Nebbia in agosto

Ernst Lossa (I. Pietzcker) ha tredici anni, nella Germania nazista in guerra: è un ragazzino irrequieto, insofferente alla disciplina, senza una madre e con un padre venditore ambulante e senza residenza fissa. Passa da un istituto all’altro, finchè giunge all’ospedale psichiatrico di Kaufbeuren. Il direttore, dottor Veithausen (S. Koch) guida la clinica con pazienza e dedizione, anche se di quando in quando deve “spedire” i pazienti più mal messi, lontano dall’ospedale e ben presto si capisce per cosa: programma di eutanasia dei più deboli. Sono le direttive che arrivano da Berlino: i malati psichici, i disabili, gli epilettici, o comunque i più costosi degenti sulle casse del Reich devono essere eliminati. Veithausen ha degli assistenti, tra infermieri e alcune suore. Una di queste inizia a sospettare, dopo la fine dei viaggi dei malati considerati “terminali”, che in realtà il direttore abbia iniziato a praticare l’eutanasia all’interno stesso dell’ospedale, con discrezione e cercando di non destare allarmismo tra i pazienti. La suora cerca di opporsi, mentre Ernst si scopre generoso e altruista verso chi è più sfortunato di lui. La guerra incombe, ma anche questo non ferma il programma nazista, nella sua allucinata follia eugenetica.

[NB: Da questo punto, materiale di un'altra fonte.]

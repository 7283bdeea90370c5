//! Authentication module.
//!
//! Decides whether a caller is authenticated through one of:
//! - Basic-Auth against bcrypt hashes
//! - a signed session token (HS256 JWT) presented as a cookie
//! - a GitHub OAuth2 identity on the allow-list

mod authenticator;
mod basic;
mod claims;
mod clock;
mod config;
mod delegated;
mod error;
mod store;
mod token;

pub use authenticator::{Authenticator, AuthenticatorConfig};
pub use basic::BasicAuthVerifier;
pub use claims::SessionClaims;
pub use clock::{Clock, FixedClock, SystemClock};
pub use config::{AuthConfig, ConfigValidationError, resolve_env_value};
pub use delegated::DelegatedIdentityExchange;
pub use error::{AuthError, AuthErrorResponse};
pub use store::{AllowList, CredentialStore};
pub use token::SessionTokenCodec;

Storia vera di Ernst Losse, assassinato nel 1944, come gli oltre 200mila “diversi” eliminati dai nazisti, tra il 1939 e il 1945. Bella sceneggiatura, su una pagina poco raccontata al cinema della barbarie hitleriana, musiche funzionali, ottima direzione degli attori: gli interpreti dei giovani pazienti della clinica sono tutti bravi, straordinario Pietzcker che dà a Ernst una credibilità umana notevole; bella prova anche per Koch (“Le vite degli altri”), abile nel rendere bene l’ambiguità del suo personaggio.

E’ un film che parla di molti temi, sotto il segno della banalità del male: senso di colpa, obiezione di coscienza, cecità bieca e obbedienza vigliacca sotto il regime di Hitler, condiscendenza immorale e complicità meschina negli omicidi dei più inermi. I titoli di coda raccontano la fine dei protagonisti, a guerra conclusa.

Mette i brividi e fa riflettere. Da guardare, non solo perchè è quasi il 27 gennaio.